Importantly, conflict becomes an opportunity for understanding rather than a precursor to distance. Couples learn not just to manage difficult moments but to repair more effectively, building resilience into the relationship.
Final Thoughts
Stonewalling is not a sign that a partner doesn’t care. It is a sign that they are overwhelmed, frightened, or struggling to stay emotionally engaged under pressure. When couples learn to understand the physiology behind shutdown, recognise the emotional meanings beneath each partner’s response, and slow the cycle down, the dynamic becomes highly workable.

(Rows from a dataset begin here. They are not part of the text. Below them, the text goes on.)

//! Decoded header types

use std::fmt;

use chrono::{DateTime, Utc};
use serde::{Deserialize, Serialize};

use crate::error::DecodeError;
use crate::venue::{Venue, VenueVariant};

/// Match metadata decoded from a replay file's header
///
/// Immutable once decoded.
#[derive(Debug, Clone, PartialEq, Serialize, Deserialize)]
pub struct MatchHeader {
    /// Layout version the header was decoded with
    pub version: u8,
    pub spy: PlayerNames,
    pub sniper: PlayerNames,
    pub outcome: Outcome,
    pub venue: Venue,
    /// Venue sub-variant, when the layout and venue carry one
    pub variant: Option<VenueVariant>,
    pub game_mode: GameMode,
    pub selected_missions: MissionSet,
    pub picked_missions: MissionSet,
    pub completed_missions: MissionSet,
    /// Match duration in whole seconds
    pub duration_secs: u32,
    pub start_time: DateTime<Utc>,
    /// 16-byte identifier, base64url without padding
    pub uuid: String,
    pub sequence: u16,
    pub guest_count: Option<u32>,
    /// Clock value the match started with, in seconds
    pub start_clock_secs: Option<u32>,
}

/// Account name plus the name shown in game
#[derive(Debug, Clone, PartialEq, Eq, Serialize, Deserialize)]
pub struct PlayerNames {
    pub account: String,
    /// Same as `account` when the replay records no separate display name
    pub display: String,
}

impl PlayerNames {
    /// Build from an account name and an optional display name
    ///
    /// An empty display name means "same as account".
    pub fn new(account: String, display: Option<String>) -> Self {
        let display = match display {
            Some(name) if !name.is_empty() => name,
            _ => account.clone(),
        };
        Self { account, display }
    }
}

impl fmt::Display for PlayerNames {
    fn fmt(&self, f: &mut fmt::Formatter<'_>) -> fmt::Result {
        if self.account == self.display {
            write!(f, "{}", self.account)
        } else {
            write!(f, "{} ({})", self.display, self.account)
        }
    }
}

// =============================================================================
// Outcome
// =============================================================================

/// How a match ended
#[derive(Debug, Clone, Copy, PartialEq, Eq, Hash, Serialize, Deserialize)]
pub enum Outcome {
    /// Spy completed the required missions
    MissionsWin,
    /// Clock ran out on the spy
    SpyTimeout,
    /// Sniper shot the spy
    SpyShot,
    /// Sniper shot a civilian
    CivilianShot,
}

impl Outcome {
    /// Map the raw header value; `None` for unmapped values such as "in progress"
    pub fn from_raw(raw: u32) -> Option<Self> {
        match raw {
            0 => Some(Self::MissionsWin),
            1 => Some(Self::SpyTimeout),
            2 => Some(Self::SpyShot),
            3 => Some(Self::CivilianShot),
            _ => None,
        }
    }

    pub fn spy_won(self) -> bool {
        matches!(self, Self::MissionsWin | Self::CivilianShot)
    }
}

impl fmt::Display for Outcome {
    fn fmt(&self, f: &mut fmt::Formatter<'_>) -> fmt::Result {
        let name = match self {
            Self::MissionsWin => "Missions Win",
            Self::SpyTimeout => "Time Out",
            Self::SpyShot => "Spy Shot",
            Self::CivilianShot => "Civilian Shot",
        };
        f.write_str(name)
    }
}

// =============================================================================
// Game mode
// =============================================================================

const MODE_FAMILY_SHIFT: u32 = 28;
const MODE_COUNT_BITS: u32 = 14;
const MODE_COUNT_MASK: u32 = (1 << MODE_COUNT_BITS) - 1;

/// Mission rule family
#[derive(Debug, Clone, Copy, PartialEq, Eq, Hash, Serialize, Deserialize)]
pub enum ModeFamily {
    /// All selected missions must be done (`k`)
    Known,
    /// Spy picks which of the available missions count (`p`)
    Pick,
    /// Any of the available missions count (`a`)
    Any,
}

impl ModeFamily {
    pub fn letter(self) -> char {
        match self {
            Self::Known => 'k',
            Self::Pick => 'p',
            Self::Any => 'a',
        }
    }
}

/// Game mode: family plus required/available mission counts
#[derive(Debug, Clone, Copy, PartialEq, Eq, Hash, Serialize, Deserialize)]
pub struct GameMode {
    pub family: ModeFamily,
    pub required: u16,
    pub available: u16,
}

impl GameMode {
    /// Decode the packed 32-bit mode field
    ///
    /// Top 4 bits select the family, bits 14..28 hold the available count and
    /// bits 0..14 the required count.
    pub fn from_raw(raw: u32) -> Result<Self, DecodeError> {
        let family = match raw >> MODE_FAMILY_SHIFT {
            0 => ModeFamily::Known,
            1 => ModeFamily::Pick,
            2 => ModeFamily::Any,
            _ => return Err(DecodeError::UnknownGameMode(raw)),
        };
        let available = ((raw >> MODE_COUNT_BITS) & MODE_COUNT_MASK) as u16;
        let required = (raw & MODE_COUNT_MASK) as u16;
        Ok(Self {
            family,
            required,
            available,
        })
    }
}

impl fmt::Display for GameMode {
    fn fmt(&self, f: &mut fmt::Formatter<'_>) -> fmt::Result {
        match self.family {
            ModeFamily::Known => write!(f, "{}{}", self.family.letter(), self.required),
            _ => write!(
                f,
                "{}{}/{}",
                self.family.letter(),
                self.required,
                self.available
            ),
        }
    }
}

// =============================================================================
// Missions
// =============================================================================

/// One of the eight mission kinds
#[derive(Debug, Clone, Copy, PartialEq, Eq, Hash, PartialOrd, Ord, Serialize, Deserialize)]
pub enum Mission {
    BugAmbassador,
    ContactDoubleAgent,
    TransferMicrofilm,
    SwapStatue,
    InspectStatues,
    SeduceTarget,
    PurloinGuestList,
    FingerprintAmbassador,
}

impl Mission {
    pub const ALL: [Mission; 8] = [
        Mission::BugAmbassador,
        Mission::ContactDoubleAgent,
        Mission::TransferMicrofilm,
        Mission::SwapStatue,
        Mission::InspectStatues,
        Mission::SeduceTarget,
        Mission::PurloinGuestList,
        Mission::FingerprintAmbassador,
    ];

    pub fn name(self) -> &'static str {
        match self {
            Self::BugAmbassador => "Bug",
            Self::ContactDoubleAgent => "Contact",
            Self::TransferMicrofilm => "Transfer",
            Self::SwapStatue => "Swap",
            Self::InspectStatues => "Inspect",
            Self::SeduceTarget => "Seduce",
            Self::PurloinGuestList => "Purloin",
            Self::FingerprintAmbassador => "Fingerprint",
        }
    }
}

bitflags::bitflags! {
    /// Set of missions, one bit per kind
    ///
    /// Bit positions match the header encoding and carry no ordering meaning.
    #[derive(Debug, Clone, Copy, PartialEq, Eq, Hash, Serialize, Deserialize)]
    pub struct MissionSet: u8 {
        const BUG_AMBASSADOR = 1 << 0;
        const CONTACT_DOUBLE_AGENT = 1 << 1;
        const TRANSFER_MICROFILM = 1 << 2;
        const SWAP_STATUE = 1 << 3;
        const INSPECT_STATUES = 1 << 4;
        const SEDUCE_TARGET = 1 << 5;
        const PURLOIN_GUEST_LIST = 1 << 6;
        const FINGERPRINT_AMBASSADOR = 1 << 7;
    }
}

/// Header bit for each mission kind
pub const MISSION_BITS: [(Mission, MissionSet); 8] = [
    (Mission::BugAmbassador, MissionSet::BUG_AMBASSADOR),
    (Mission::ContactDoubleAgent, MissionSet::CONTACT_DOUBLE_AGENT),
    (Mission::TransferMicrofilm, MissionSet::TRANSFER_MICROFILM),
    (Mission::SwapStatue, MissionSet::SWAP_STATUE),
    (Mission::InspectStatues, MissionSet::INSPECT_STATUES),
    (Mission::SeduceTarget, MissionSet::SEDUCE_TARGET),
    (Mission::PurloinGuestList, MissionSet::PURLOIN_GUEST_LIST),
    (Mission::FingerprintAmbassador, MissionSet::FINGERPRINT_AMBASSADOR),
];

impl MissionSet {
    /// Decode an 8-bit mission mask through the fixed bit table
    pub fn from_mask(mask: u8) -> Self {
        MISSION_BITS
            .iter()
            .filter(|(_, bit)| mask & bit.bits() != 0)
            .fold(MissionSet::empty(), |set, (_, bit)| set | *bit)
    }

    /// Iterate the missions in the set
    pub fn missions(self) -> impl Iterator<Item = Mission> {
        MISSION_BITS
            .into_iter()
            .filter(move |(_, bit)| self.contains(*bit))
            .map(|(mission, _)| mission)
    }
}

impl From<Mission> for MissionSet {
    fn from(mission: Mission) -> Self {
        MISSION_BITS
            .iter()
            .find(|(m, _)| *m == mission)
            .map(|(_, bit)| *bit)
            .unwrap_or(MissionSet::empty())
    }
}

impl FromIterator<Mission> for MissionSet {
    fn from_iter<I: IntoIterator<Item = Mission>>(iter: I) -> Self {
        iter.into_iter()
            .fold(MissionSet::empty(), |set, mission| set | mission.into())
    }
}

I often tell couples: the goal is not to eliminate conflict, but to create safety within it. When partners learn to stay connected—even imperfectly—during hard conversations, the relationship becomes more secure, more intimate, and more resilient.
Mark Ryan BA (Hons), MBACP, is an integrative psychotherapist and relationship specialist at Rise & Grow Therapy. Working from clinics in Pimlico, Kensington and Angel, he supports individuals and couples in understanding communication patterns, strengthening emotional connection, and moving through periods of stress or conflict. Mark’s work is rooted in attachment theory, trauma-informed practice and evidence-based relationship therapy.
Stonewalling is not a sign that a partner doesn’t care. It is a sign that they are overwhelmed, frightened, or struggling to stay emotionally engaged under pressure.
References
Gottman, J. (1999). The Seven Principles for Making Marriage Work. Crown.
Gottman, J., & Levenson, R. (1992). Marital processes predictive of later dissolution: Behaviour, physiology, and health. Journal of Personality and Social Psychology, 63(2), 221–233.
Gottman, J., & Levenson, R. (2000). The timing of divorce: Predicting when a couple will divorce over a 14-year period. Journal of Marriage and Family, 62(3), 737–745.
Johnson, S. (2004). The Practice of Emotionally Focused Couple Therapy: Creating Connection. Routledge.
Mikulincer, M., & Shaver, P. R. (2016). Attachment in Adulthood: Structure, Dynamics, and Change. Guilford Press.
Porges, S. (2011). The Polyvagal Theory: Neurophysiological Foundations of Emotions, Attachment, Communication, and Self-Regulation. Norton.